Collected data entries
# # # # # # #

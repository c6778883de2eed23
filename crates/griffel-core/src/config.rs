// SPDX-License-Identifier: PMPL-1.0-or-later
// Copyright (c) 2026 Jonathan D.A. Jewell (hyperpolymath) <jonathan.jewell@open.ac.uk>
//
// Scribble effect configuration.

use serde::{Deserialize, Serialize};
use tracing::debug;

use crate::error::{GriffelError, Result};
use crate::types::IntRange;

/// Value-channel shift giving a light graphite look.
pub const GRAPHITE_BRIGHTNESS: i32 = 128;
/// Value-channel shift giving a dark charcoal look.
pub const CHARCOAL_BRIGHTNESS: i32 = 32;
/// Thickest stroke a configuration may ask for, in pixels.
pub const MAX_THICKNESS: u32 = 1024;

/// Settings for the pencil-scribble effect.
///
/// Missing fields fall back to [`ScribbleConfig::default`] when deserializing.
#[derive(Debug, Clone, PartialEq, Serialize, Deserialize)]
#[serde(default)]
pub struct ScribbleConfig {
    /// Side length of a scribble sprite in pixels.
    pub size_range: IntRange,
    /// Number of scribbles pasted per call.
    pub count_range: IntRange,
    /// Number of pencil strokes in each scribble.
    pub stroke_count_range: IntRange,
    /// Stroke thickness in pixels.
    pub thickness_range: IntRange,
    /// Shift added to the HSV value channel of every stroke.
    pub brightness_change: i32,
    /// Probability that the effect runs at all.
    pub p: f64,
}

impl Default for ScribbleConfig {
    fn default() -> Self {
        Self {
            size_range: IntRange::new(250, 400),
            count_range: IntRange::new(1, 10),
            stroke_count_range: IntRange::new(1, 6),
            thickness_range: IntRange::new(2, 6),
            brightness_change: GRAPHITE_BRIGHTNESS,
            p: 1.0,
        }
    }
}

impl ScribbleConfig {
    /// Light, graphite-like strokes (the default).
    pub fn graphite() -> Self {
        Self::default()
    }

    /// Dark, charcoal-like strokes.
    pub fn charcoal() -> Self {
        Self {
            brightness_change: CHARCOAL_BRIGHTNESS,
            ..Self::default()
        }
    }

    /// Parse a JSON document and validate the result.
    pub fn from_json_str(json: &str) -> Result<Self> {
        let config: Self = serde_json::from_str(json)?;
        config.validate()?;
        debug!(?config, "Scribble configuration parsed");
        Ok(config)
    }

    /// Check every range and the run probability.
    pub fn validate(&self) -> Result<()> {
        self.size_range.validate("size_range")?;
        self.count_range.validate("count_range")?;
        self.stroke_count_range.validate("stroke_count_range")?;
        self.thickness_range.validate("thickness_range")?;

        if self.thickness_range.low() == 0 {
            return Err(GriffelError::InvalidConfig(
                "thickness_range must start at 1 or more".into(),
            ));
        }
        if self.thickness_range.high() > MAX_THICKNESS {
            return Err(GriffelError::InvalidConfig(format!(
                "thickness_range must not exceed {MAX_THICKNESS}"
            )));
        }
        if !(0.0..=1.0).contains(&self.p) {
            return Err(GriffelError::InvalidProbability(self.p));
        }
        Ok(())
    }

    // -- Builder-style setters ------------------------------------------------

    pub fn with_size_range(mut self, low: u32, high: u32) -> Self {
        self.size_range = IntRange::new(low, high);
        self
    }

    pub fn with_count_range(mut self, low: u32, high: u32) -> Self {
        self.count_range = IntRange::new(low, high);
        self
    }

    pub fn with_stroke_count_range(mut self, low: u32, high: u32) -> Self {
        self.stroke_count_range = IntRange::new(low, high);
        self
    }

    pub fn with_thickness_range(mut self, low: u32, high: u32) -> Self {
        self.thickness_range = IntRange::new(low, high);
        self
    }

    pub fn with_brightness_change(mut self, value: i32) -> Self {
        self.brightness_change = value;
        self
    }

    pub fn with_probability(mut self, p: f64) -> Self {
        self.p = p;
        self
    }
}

# # # # # # #

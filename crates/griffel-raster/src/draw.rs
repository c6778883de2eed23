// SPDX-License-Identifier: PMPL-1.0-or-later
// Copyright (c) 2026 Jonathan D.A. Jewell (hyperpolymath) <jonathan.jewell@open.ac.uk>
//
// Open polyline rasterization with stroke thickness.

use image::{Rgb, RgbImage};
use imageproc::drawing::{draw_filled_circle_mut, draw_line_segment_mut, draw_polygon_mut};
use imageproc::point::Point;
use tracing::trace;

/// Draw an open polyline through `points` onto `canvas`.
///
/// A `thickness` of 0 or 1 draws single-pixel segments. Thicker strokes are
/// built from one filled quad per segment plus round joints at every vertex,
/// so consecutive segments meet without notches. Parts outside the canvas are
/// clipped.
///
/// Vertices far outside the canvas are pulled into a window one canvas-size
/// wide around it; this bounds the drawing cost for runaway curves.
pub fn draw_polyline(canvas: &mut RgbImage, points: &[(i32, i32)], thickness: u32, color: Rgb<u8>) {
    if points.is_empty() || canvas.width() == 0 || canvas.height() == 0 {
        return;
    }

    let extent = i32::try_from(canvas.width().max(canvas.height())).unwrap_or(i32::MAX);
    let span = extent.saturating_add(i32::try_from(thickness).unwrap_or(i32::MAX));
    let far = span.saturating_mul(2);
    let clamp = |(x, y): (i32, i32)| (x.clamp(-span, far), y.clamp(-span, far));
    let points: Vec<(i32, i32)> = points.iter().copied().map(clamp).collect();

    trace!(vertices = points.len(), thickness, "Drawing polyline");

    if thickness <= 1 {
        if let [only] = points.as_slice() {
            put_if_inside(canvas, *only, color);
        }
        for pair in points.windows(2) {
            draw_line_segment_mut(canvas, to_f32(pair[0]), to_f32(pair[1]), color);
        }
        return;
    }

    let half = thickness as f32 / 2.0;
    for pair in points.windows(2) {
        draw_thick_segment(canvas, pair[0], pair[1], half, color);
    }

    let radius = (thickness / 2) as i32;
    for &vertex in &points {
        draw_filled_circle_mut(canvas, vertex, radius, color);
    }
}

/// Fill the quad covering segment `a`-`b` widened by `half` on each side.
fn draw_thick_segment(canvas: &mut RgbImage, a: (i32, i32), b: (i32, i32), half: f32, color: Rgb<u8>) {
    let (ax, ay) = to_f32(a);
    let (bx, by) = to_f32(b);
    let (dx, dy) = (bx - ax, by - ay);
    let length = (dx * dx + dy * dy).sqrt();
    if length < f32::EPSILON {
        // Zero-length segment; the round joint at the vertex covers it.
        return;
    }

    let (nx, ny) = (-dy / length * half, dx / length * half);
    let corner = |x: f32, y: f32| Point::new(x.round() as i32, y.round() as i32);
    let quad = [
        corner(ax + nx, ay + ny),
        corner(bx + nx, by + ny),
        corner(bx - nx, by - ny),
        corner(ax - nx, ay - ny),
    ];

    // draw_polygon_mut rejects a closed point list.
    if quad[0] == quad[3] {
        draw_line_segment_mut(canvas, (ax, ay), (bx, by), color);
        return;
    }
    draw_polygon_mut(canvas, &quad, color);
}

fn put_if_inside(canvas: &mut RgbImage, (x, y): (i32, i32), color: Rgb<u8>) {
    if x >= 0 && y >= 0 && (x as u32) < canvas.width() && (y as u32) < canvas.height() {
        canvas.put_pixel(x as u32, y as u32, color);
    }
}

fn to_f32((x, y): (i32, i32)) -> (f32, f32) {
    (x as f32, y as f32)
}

# # # # # # #

> Your goal
Where does the string "width" appear in the records above? Return every line that holds it.

> Exercise answer
    if points.is_empty() || canvas.width() == 0 || canvas.height() == 0 {
    let extent = i32::try_from(canvas.width().max(canvas.height())).unwrap_or(i32::MAX);
    if x >= 0 && y >= 0 && (x as u32) < canvas.width() && (y as u32) < canvas.height() {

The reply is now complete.